This is the rather confusing error message you get in Stan versions that don’t support the new ODE interface. You need to install CmdStanR because the latest RStan is a bit behind.

Which variable?

Stan saves variables in the parameters, transformed parameters, and generated quantities blocks. NaN parameters would be unusual, and you don’t have a generated quantities block, so I’m guessing this is something in transformed parameters.

The lingo with transformed parameters is that by default all the variables there are initialized to NaN, so seeing a bunch of NaNs on the output makes me think that one of the transformed parameters isn’t having anything written to it. But then looking at the code it seems to me like they should all be initialized. But I’m probably overlooking something so what variable is it that has NaNs?

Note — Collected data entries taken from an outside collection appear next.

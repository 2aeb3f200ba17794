//! Error types for the RAG pipeline

use std::path::PathBuf;
use thiserror::Error;

/// Result type alias for RAG operations
pub type Result<T> = std::result::Result<T, Error>;

/// RAG pipeline errors
#[derive(Debug, Error)]
pub enum Error {
    /// Configuration error
    #[error("Configuration error: {0}")]
    Config(String),

    /// Data directory is missing or not a directory
    #[error("Directory {} does not exist.", .0.display())]
    DirectoryNotFound(PathBuf),

    /// Data directory contains no loadable files
    #[error("No files found in {}.", .0.display())]
    NoFilesFound(PathBuf),

    /// File parsing error
    #[error("Failed to parse file '{filename}': {message}")]
    FileParse { filename: String, message: String },

    /// Embedding error
    #[error("Embedding generation failed: {0}")]
    Embedding(String),

    /// Ollama/LLM error
    #[error("LLM error: {0}")]
    Llm(String),

    /// Vector index error
    #[error("Index error: {0}")]
    Index(String),

    /// IO error
    #[error("IO error: {0}")]
    Io(#[from] std::io::Error),

    /// JSON error
    #[error("JSON error: {0}")]
    Json(#[from] serde_json::Error),

    /// TOML config error
    #[error("Invalid config file: {0}")]
    Toml(#[from] toml::de::Error),

    /// HTTP request error
    #[error("HTTP request error: {0}")]
    Http(#[from] reqwest::Error),

    /// Terminal line editor error
    #[error("Readline error: {0}")]
    Readline(#[from] rustyline::error::ReadlineError),

    /// Interrupt handler could not be installed
    #[error("Signal handler error: {0}")]
    Signal(#[from] ctrlc::Error),
}

impl Error {
    /// Create a config error
    pub fn config(message: impl Into<String>) -> Self {
        Self::Config(message.into())
    }

    /// Create a file parse error
    pub fn file_parse(filename: impl Into<String>, message: impl Into<String>) -> Self {
        Self::FileParse {
            filename: filename.into(),
            message: message.into(),
        }
    }

    /// Create an embedding error
    pub fn embedding(message: impl Into<String>) -> Self {
        Self::Embedding(message.into())
    }

    /// Create an LLM error
    pub fn llm(message: impl Into<String>) -> Self {
        Self::Llm(message.into())
    }

    /// Create an index error
    pub fn index(message: impl Into<String>) -> Self {
        Self::Index(message.into())
    }
}

#[cfg(test)]
mod tests {
    use super::*;

    #[test]
    fn test_directory_errors_name_the_path() {
        let err = Error::DirectoryNotFound(PathBuf::from("data"));
        assert_eq!(err.to_string(), "Directory data does not exist.");

        let err = Error::NoFilesFound(PathBuf::from("data"));
        assert_eq!(err.to_string(), "No files found in data.");
    }

    #[test]
    fn test_file_parse_message() {
        let err = Error::file_parse("report.pdf", "no text");
        assert_eq!(err.to_string(), "Failed to parse file 'report.pdf': no text");
    }
}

Apologies, I wasn’t too clear in my last message. The variables with some NaNs are comp_S, comp_I, comp_Im and comp_pI, which I print in the transformed parameters block using this code:

  if(doprint==1) {
    print("lambda0: ", lambda0);
    print("comp_S: ", comp_S);
    print("comp_I: ", comp_I);
    print("comp_Im: ", comp_Im);
    print("comp_pI: ", comp_pI);
  }

I used this approach with RStan and didn’t get these NaNs. I would put this code in generated quantities, except that I need comp_pI for my likelihood function.